I don’t understand why various commentators here, have been so negative about choosing to read the Bible in Latin. There is absolutely no problem with you doing this. In fact, if my Latin were good enough, that’d be my choice too. (I own a Latin Vulgate cloth-bound Bible, published in Spain.) Sometimes I enjoy attempting to read the Latin Vulgate “cold”, and figuring out the Latin from what I already know of what the text says in English.
No one is being negative about it or saying it’s wrong to read the Bible in Latin. If your Latin is that good, awesome. The issues are 1) the apparent misunderstanding that Latin is the original language 2) the idea that reading in Latin will somehow prevent misunderstanding, as though Latin has some magical power and 3) most troubling, the idea that a Bible is only a legitimate Bible if it’s in Latin.
 
Where I can only read the Bible only if it is in Latin?

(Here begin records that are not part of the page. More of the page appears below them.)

//! Source-text providers.
//!
//! [`SourceProvider`] maps a symbol to the literal text backing it.
//! [`SourceTree`] adds file-level access plus an in-memory rename that can be
//! flushed back to disk. [`WorkspaceSources`] implements both over the files
//! of an indexed workspace.

use crate::error::{ProviderError, ProviderResult};
use crate::graph::SymbolGraph;
use crate::{Range, Symbol};
use regex::Regex;
use std::collections::{BTreeMap, HashMap};
use std::path::{Path, PathBuf};

/// Resolves the source text of a symbol.
///
/// `Ok(None)` means the symbol has no resolvable text; errors are reserved
/// for provider failures.
pub trait SourceProvider: Sync {
    fn source_of(&self, symbol: &Symbol) -> ProviderResult<Option<String>>;
}

/// A set of source files that can be searched and rewritten.
pub trait SourceTree: SourceProvider {
    /// Paths of all resolved files, sorted
    fn files(&self) -> Vec<String>;

    /// Text lines of `path`, empty for unknown files
    fn lines(&self, path: &str) -> Vec<String>;

    /// Rename whole-identifier occurrences of `find` to `replace` in memory,
    /// returning the number of occurrences changed.
    fn rename_identifier(&mut self, find: &str, replace: &str) -> ProviderResult<usize>;

    /// Write modified files back to storage, returning how many were written.
    fn flush(&mut self) -> ProviderResult<usize>;
}

#[derive(Debug, Clone)]
struct SourceFile {
    text: String,
    dirty: bool,
}

/// Where a symbol is defined
#[derive(Debug, Clone, PartialEq)]
struct Definition {
    path: String,
    line: u32,
    enclosing_range: Option<Range>,
}

/// Source files of an indexed workspace, held in memory.
#[derive(Debug, Clone, Default)]
pub struct WorkspaceSources {
    root: PathBuf,
    files: BTreeMap<String, SourceFile>,
    definitions: HashMap<String, Definition>,
}

impl WorkspaceSources {
    /// An empty tree rooted at `root`
    pub fn new(root: impl Into<PathBuf>) -> Self {
        Self {
            root: root.into(),
            ..Default::default()
        }
    }

    /// Read every file of `graph` from `root` and record symbol definitions.
    /// Files missing on disk are skipped with a warning.
    pub fn open(root: impl AsRef<Path>, graph: &SymbolGraph) -> Self {
        let mut sources = Self::new(root.as_ref());
        for file in graph.all_files() {
            let full = sources.root.join(&file.path);
            match std::fs::read_to_string(&full) {
                Ok(text) => sources.insert(file.path.clone(), text),
                Err(e) => {
                    tracing::warn!("[source] skipping {}: {e}", full.display());
                }
            }
        }
        sources.index_definitions(graph);

        tracing::debug!(
            "[source] loaded {} file(s), {} definition(s)",
            sources.files.len(),
            sources.definitions.len()
        );
        sources
    }

    pub fn root(&self) -> &Path {
        &self.root
    }

    /// Add or replace an in-memory file
    pub fn insert(&mut self, path: impl Into<String>, text: impl Into<String>) {
        self.files.insert(
            path.into(),
            SourceFile {
                text: text.into(),
                dirty: false,
            },
        );
    }

    pub fn text(&self, path: &str) -> Option<&str> {
        self.files.get(path).map(|f| f.text.as_str())
    }

    /// Record the definition site of every symbol in `graph`.
    pub fn index_definitions(&mut self, graph: &SymbolGraph) {
        for symbol in graph.all_symbols() {
            if let Some((path, reference)) = graph.definition(symbol) {
                self.definitions.insert(
                    symbol.uri().to_string(),
                    Definition {
                        path: path.to_string(),
                        line: reference.line,
                        enclosing_range: reference.enclosing_range,
                    },
                );
            }
        }
    }
}

impl SourceProvider for WorkspaceSources {
    fn source_of(&self, symbol: &Symbol) -> ProviderResult<Option<String>> {
        let Some(definition) = self.definitions.get(symbol.uri()) else {
            return Ok(None);
        };
        let Some(file) = self.files.get(&definition.path) else {
            return Ok(None);
        };

        let lines: Vec<&str> = file.text.lines().collect();
        let text = match definition.enclosing_range {
            Some(range) => slice_range(&lines, range),
            None => lines
                .get(definition.line as usize)
                .map(|line| line.trim_end().to_string()),
        };
        Ok(text.filter(|t| !t.trim().is_empty()))
    }
}

impl SourceTree for WorkspaceSources {
    fn files(&self) -> Vec<String> {
        self.files.keys().cloned().collect()
    }

    fn lines(&self, path: &str) -> Vec<String> {
        self.files
            .get(path)
            .map(|f| f.text.lines().map(str::to_string).collect())
            .unwrap_or_default()
    }

    fn rename_identifier(&mut self, find: &str, replace: &str) -> ProviderResult<usize> {
        let pattern = Regex::new(&format!(r"\b{}\b", regex::escape(find))).map_err(|e| {
            ProviderError::Source {
                reason: format!("Cannot rename '{find}': {e}"),
            }
        })?;

        let mut total = 0;
        for (path, file) in &mut self.files {
            let count = pattern.find_iter(&file.text).count();
            if count == 0 {
                continue;
            }
            file.text = pattern
                .replace_all(&file.text, regex::NoExpand(replace))
                .into_owned();
            file.dirty = true;
            total += count;
            tracing::debug!("[source] renamed {count} occurrence(s) in {path}");
        }
        Ok(total)
    }

    fn flush(&mut self) -> ProviderResult<usize> {
        let mut written = 0;
        for (path, file) in self.files.iter_mut().filter(|(_, f)| f.dirty) {
            let full = self.root.join(path);
            std::fs::write(&full, &file.text).map_err(|source| ProviderError::Io {
                path: full.clone(),
                source,
            })?;
            file.dirty = false;
            written += 1;
        }
        if written > 0 {
            tracing::info!("[source] wrote {written} file(s)");
        }
        Ok(written)
    }
}

/// Text covered by `range`. Columns count characters; out-of-bounds
/// positions are clamped to the file. An inverted range covers nothing.
fn slice_range(lines: &[&str], range: Range) -> Option<String> {
    let start = range.start_line as usize;
    if start >= lines.len() || range.end_line < range.start_line {
        return None;
    }
    let end = (range.end_line as usize).min(lines.len() - 1);

    let mut out = Vec::with_capacity(end - start + 1);
    for (row, line) in lines.iter().enumerate().take(end + 1).skip(start) {
        let chars: Vec<char> = line.chars().collect();
        let from = if row == start {
            (range.start_column as usize).min(chars.len())
        } else {
            0
        };
        let to = if row == range.end_line as usize {
            (range.end_column as usize).clamp(from, chars.len())
        } else {
            chars.len()
        };
        out.push(chars[from..to].iter().collect::<String>());
    }
    Some(out.join("\n"))
}
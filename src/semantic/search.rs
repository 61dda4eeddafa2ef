//! Cosine similarity over an [`EmbeddingMap`].

use super::map::EmbeddingMap;
use super::provider::EmbeddingProvider;
use crate::Symbol;
use crate::error::{SearchError, SimilarityError};

/// Cosine similarity of two vectors, clamped to `[-1, 1]`.
///
/// # Errors
/// Undefined for vectors of different length, with zero magnitude, or
/// holding non-finite components.
pub fn cosine_similarity(a: &[f32], b: &[f32]) -> Result<f32, SimilarityError> {
    if a.len() != b.len() {
        return Err(SimilarityError::DimensionMismatch {
            expected: a.len(),
            actual: b.len(),
        });
    }

    let magnitude_a = magnitude(a)?;
    let magnitude_b = magnitude(b)?;
    let dot_product: f32 = a.iter().zip(b.iter()).map(|(x, y)| x * y).sum();

    let similarity = dot_product / (magnitude_a * magnitude_b);
    if !similarity.is_finite() {
        return Err(SimilarityError::NonFinite);
    }
    // Rounding can push |cos| a hair past 1
    Ok(similarity.clamp(-1.0, 1.0))
}

/// Euclidean norm, or why the vector cannot take part in a cosine.
fn magnitude(vector: &[f32]) -> Result<f32, SimilarityError> {
    let magnitude = vector.iter().map(|x| x * x).sum::<f32>().sqrt();
    if !magnitude.is_finite() {
        Err(SimilarityError::NonFinite)
    } else if magnitude == 0.0 {
        Err(SimilarityError::ZeroMagnitude)
    } else {
        Ok(magnitude)
    }
}

/// Nearest-neighbour queries against one embedding map
pub struct SimilaritySearch<'a> {
    map: &'a EmbeddingMap,
    embedder: &'a dyn EmbeddingProvider,
}

impl<'a> SimilaritySearch<'a> {
    pub fn new(map: &'a EmbeddingMap, embedder: &'a dyn EmbeddingProvider) -> Self {
        Self { map, embedder }
    }

    /// Pairwise similarities in map enumeration order.
    ///
    /// Only the lower triangle is computed; the upper one is mirrored.
    /// Pairs involving a zero or non-finite vector (or differing
    /// dimensions) are `NaN`.
    pub fn similarity_matrix(&self) -> Vec<Vec<f32>> {
        let vectors: Vec<&[f32]> = self.map.iter().map(|e| e.vector.as_slice()).collect();
        let n = vectors.len();
        let mut matrix = vec![vec![f32::NAN; n]; n];

        for i in 0..n {
            if magnitude(vectors[i]).is_ok() {
                matrix[i][i] = 1.0;
            }
            for j in 0..i {
                let similarity = cosine_similarity(vectors[i], vectors[j]).unwrap_or(f32::NAN);
                matrix[i][j] = similarity;
                matrix[j][i] = similarity;
            }
        }
        matrix
    }

    /// The `k` symbols most similar to `query`, best first.
    pub fn nearest(&self, query: &str, k: usize) -> Result<Vec<Symbol>, SearchError> {
        Ok(self
            .nearest_scored(query, k)?
            .into_iter()
            .map(|(symbol, _)| symbol)
            .collect())
    }

    /// Like [`SimilaritySearch::nearest`], with scores. Ties keep map
    /// enumeration order.
    pub fn nearest_scored(&self, query: &str, k: usize) -> Result<Vec<(Symbol, f32)>, SearchError> {
        if self.map.is_empty() {
            return Err(SearchError::NoEmbeddings);
        }

        let query_vector = self.embedder.embed(query)?;
        magnitude(&query_vector)?;
        tracing::debug!("[search] ranking {} embedding(s) for {query:?}", self.map.len());

        Ok(self.rank(&query_vector, k, None))
    }

    /// The `k` symbols closest to the stored embedding of `symbol`,
    /// excluding `symbol` itself. No provider call.
    pub fn most_similar_to(&self, symbol: &Symbol, k: usize) -> Result<Vec<(Symbol, f32)>, SearchError> {
        let embedding = self.map.get(symbol).ok_or_else(|| SearchError::UnknownSymbol {
            uri: symbol.uri().to_string(),
        })?;
        magnitude(&embedding.vector)?;

        Ok(self.rank(&embedding.vector, k, Some(symbol)))
    }

    fn rank(&self, target: &[f32], k: usize, exclude: Option<&Symbol>) -> Vec<(Symbol, f32)> {
        let mut scored: Vec<(Symbol, f32)> = self
            .map
            .iter()
            .filter(|e| exclude != Some(&e.symbol))
            .filter_map(|e| match cosine_similarity(target, &e.vector) {
                Ok(score) => Some((e.symbol.clone(), score)),
                Err(SimilarityError::ZeroMagnitude) => None,
                Err(SimilarityError::NonFinite) => {
                    tracing::debug!("[search] skipping {}: non-finite embedding", e.symbol);
                    None
                }
                Err(err) => {
                    tracing::warn!("[search] skipping {}: {err}", e.symbol);
                    None
                }
            })
            .collect();

        // Stable: equal scores stay in enumeration order
        scored.sort_by(|a, b| b.1.total_cmp(&a.1));
        scored.truncate(k);
        scored
    }
}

As long as it is a catholic bible is ok, somethings are hard to translate to other languages, Portuguese has the word “carinho”, wich means to do something with love and care in order to make someone happy, its unique to the language and translators have a hard time with it, the “perfect” bible to read" would be the one written in the original language so you can get the concepts better, you can read it in Latin if you want just make sure its from the Church, i recommend the Greek translation becuse the way things are written is awesome.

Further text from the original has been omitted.